Несмотря на значительные успехи в историографии с 1960-х, историческим исследованиям недостает теоретической обоснованности. По каким критериям следует выбирать, упорядочивать и представлять исторические факты и какие именно события сможет предсказать историческая теория, причем таким образом, чтобы эти предсказания поддавались эмпирической проверке и могли быть опровергнуты? В Соединенных Штатах историки в особенности скептичны по отношению к теории. Ссылаясь на Ганса-Георга Гадамера и Вильгельма Дильтея, Брюс Мэзлиш пишет, что «как правило… историки, с недоверием относящиеся к отвлеченным теориям, занимаются своими исследованиями, игнорируя подобных эзотерических мыслителей»[5]. И военные историки не исключение. Но при всем этом единственный способ разъяснить историю заключается в том, чтобы позаимствовать теорию из других областей исследования, например, социологии, психологии, политологии или собственно экономики, или даже географии, климатологии и других естественных наук, что и было сделано, например, в двух недавно опубликованных и чрезвычайно популярных книгах Джареда Даймонда[6]. В этих и других академических дисциплинах теория развита лучше, чем в области истории. Благодаря этим исследовательским областям историю можно рассматривать как ряд конкретных примеров прикладной теории. Хотя ее послужной список совсем неплох, сама по себе экономика, конечно, не образует корпус безупречно стройной теории. Мы просим читателя расслабиться и развлечься. Даже если кто-то и полон предубеждений в отношении экономики, он все же может оценить то, как ее можно использовать[7].

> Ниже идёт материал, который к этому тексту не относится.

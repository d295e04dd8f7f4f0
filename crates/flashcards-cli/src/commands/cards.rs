// Rust guideline compliant 2026-10-19

//! Implementation of the `add` and `remove` actions.

use flashcards_core::{CardStore, Dialogue, Notice, Prompt, Result};

/// Adds a single card, asking for its term and definition.
///
/// # Errors
///
/// Propagates dialogue failures.
pub fn add(store: &mut CardStore, dialogue: &mut Dialogue<'_>) -> Result<()> {
    store.add_cards(Some(1), dialogue)?;
    Ok(())
}

/// Asks which card to remove and removes it.
///
/// A missing term is reported to the user, not returned as an error.
///
/// # Errors
///
/// Propagates dialogue failures.
pub fn remove(store: &mut CardStore, dialogue: &mut Dialogue<'_>) -> Result<()> {
    let term = dialogue.ask(Prompt::RemoveWhich)?;
    let removal = store.remove(&term);
    dialogue.tell(Notice::from(&removal))
}
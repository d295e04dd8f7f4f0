// Rust guideline compliant 2026-10-19

//! Diagnostics logging setup.
//!
//! Stdout carries the interactive session, so diagnostics go to stderr or,
//! when configured, to a JSON log file.

use anyhow::Result;
use flashcards_core::Config;
use std::fs::OpenOptions;
use tracing::Level;
use tracing_appender::non_blocking::WorkerGuard;
use tracing_subscriber::fmt;

/// Installs the global tracing subscriber described by `config`.
///
/// # Returns
///
/// The background writer guard when logging to a file. It must be kept
/// alive for the rest of the program so buffered lines are flushed.
///
/// # Errors
///
/// Returns an error if the log level is unknown or the log file cannot be
/// opened.
pub fn init_tracing(config: &Config) -> Result<Option<WorkerGuard>> {
    let level = parse_log_level(&config.log_level)?;

    if let Some(path) = &config.log_file {
        let file = OpenOptions::new().create(true).append(true).open(path)?;
        let (writer, guard) = tracing_appender::non_blocking(file);
        let subscriber = fmt()
            .with_max_level(level)
            .with_target(false)
            .json()
            .with_writer(writer)
            .finish();
        let _ = tracing::subscriber::set_global_default(subscriber);
        return Ok(Some(guard));
    }

    let subscriber = fmt()
        .with_max_level(level)
        .with_target(false)
        .with_writer(std::io::stderr)
        .finish();
    let _ = tracing::subscriber::set_global_default(subscriber);
    Ok(None)
}

/// Parses a configured log level name.
///
/// # Errors
///
/// Returns an error for names other than error/warn/info/debug/trace.
pub fn parse_log_level(level: &str) -> Result<Level> {
    match level.to_lowercase().as_str() {
        "error" => Ok(Level::ERROR),
        "warn" => Ok(Level::WARN),
        "info" => Ok(Level::INFO),
        "debug" => Ok(Level::DEBUG),
        "trace" => Ok(Level::TRACE),
        other => anyhow::bail!("Invalid log level: {other}"),
    }
}
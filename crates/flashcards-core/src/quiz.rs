// Rust guideline compliant 2026-10-19

//! Quiz engine.
//!
//! Asks for definitions in insertion order, wrapping around when more
//! questions are requested than there are cards, and scores each answer.

use crate::dialogue::Dialogue;
use crate::messages::{Notice, Prompt};
use crate::store::CardStore;
use crate::Result;
use std::collections::HashMap;

/// Outcome of a single answer.
#[derive(Debug, Clone, PartialEq, Eq)]
pub enum Grade {
    /// The answer is the card's definition.
    Correct,
    /// The answer is the definition of another card.
    Swapped {
        /// The asked card's definition.
        expected: String,
        /// The term whose definition was given.
        matches: String,
    },
    /// The answer matches no definition.
    Wrong {
        /// The asked card's definition.
        expected: String,
    },
}

impl Grade {
    /// Scores `answer` against `expected`.
    ///
    /// `reverse` maps every known definition to its term.
    pub fn score(expected: &str, answer: &str, reverse: &HashMap<String, String>) -> Self {
        if answer == expected {
            Grade::Correct
        } else if let Some(term) = reverse.get(answer) {
            Grade::Swapped {
                expected: expected.to_string(),
                matches: term.clone(),
            }
        } else {
            Grade::Wrong {
                expected: expected.to_string(),
            }
        }
    }

    /// Returns true for a correct answer.
    pub fn is_correct(&self) -> bool {
        matches!(self, Grade::Correct)
    }
}

/// One asked question with the given answer.
#[derive(Debug, Clone, PartialEq, Eq)]
pub struct QuizAnswer {
    /// The asked term.
    pub term: String,
    /// What the user answered.
    pub answer: String,
    /// How the answer was scored.
    pub grade: Grade,
}

/// Summary of a finished quiz.
#[derive(Debug, Clone, Default, PartialEq, Eq)]
pub struct QuizSummary {
    /// Every answer in the order asked.
    pub answers: Vec<QuizAnswer>,
}

impl QuizSummary {
    /// Number of questions asked.
    pub fn asked(&self) -> usize {
        self.answers.len()
    }

    /// Number of correct answers.
    pub fn correct(&self) -> usize {
        self.answers.iter().filter(|a| a.grade.is_correct()).count()
    }
}

impl CardStore {
    /// Runs a quiz of `count` questions, defaulting to one per card.
    ///
    /// The question order and the definition lookup are snapshotted when the
    /// quiz starts. Every wrong answer increments the asked term's error
    /// count, including answers that match another card. An empty store or
    /// a zero count asks nothing.
    ///
    /// # Errors
    ///
    /// Propagates dialogue failures. Scores recorded before the failure are
    /// kept.
    pub fn run_quiz(
        &mut self,
        count: Option<usize>,
        dialogue: &mut Dialogue<'_>,
    ) -> Result<QuizSummary> {
        let count = count.unwrap_or(self.len());
        let reverse = self.reverse_map();
        let order: Vec<(String, String)> = self
            .cards
            .iter()
            .map(|(term, record)| (term.clone(), record.definition.clone()))
            .collect();

        let mut summary = QuizSummary::default();
        for (term, definition) in order.iter().cycle().take(count) {
            let answer = dialogue.ask(Prompt::Question { term })?;
            let grade = Grade::score(definition, &answer, &reverse);
            if !grade.is_correct() {
                if let Some(record) = self.cards.get_mut(term) {
                    record.errors = record.errors.saturating_add(1);
                }
            }
            dialogue.tell(Notice::Graded(&grade))?;
            summary.answers.push(QuizAnswer {
                term: term.clone(),
                answer,
                grade,
            });
        }

        tracing::debug!(
            asked = summary.asked(),
            correct = summary.correct(),
            "quiz finished"
        );
        Ok(summary)
    }
}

Нам следует сразу же пояснить, что, хотя при написании книги мы в основном ориентировались на широкий круг читателей, эта книга вносит важный вклад в развитие научного знания. Например, если говорить о главе, посвященной кондотьерам, обычно исторические исследования сосредотачиваются на хитросплетениях политики и развитии военной технологии того времени, пренебрегая трудовыми контрактами, благодаря которым кондотьеры, собственно, и получили свое имя. Непосредственное рассмотрение самих контрактов, пусть и в чисто экономическом контексте, является новым шагом в этой области. Точно так же глава о Германии во время Второй мировой войны вносит независимый вклад в продолжающиеся споры об эффективности стратегических бомбардировок. И как бы много ни было написано об американской Гражданской войне – счет одних только книг уже идет на тысячи, – удивительно, насколько редко в этой литературе исследуется роль, которую сыграла в этой войне информация. Поэтому мы просим неспециалистов не обращать внимания на многочисленные примечания и сноски, предназначенные главным образом для специалистов, а ученых просим проявить терпение, когда для удобства рядового читателя мы излагаем тему или эпоху более пространно, чем это обычно принято у специалистов.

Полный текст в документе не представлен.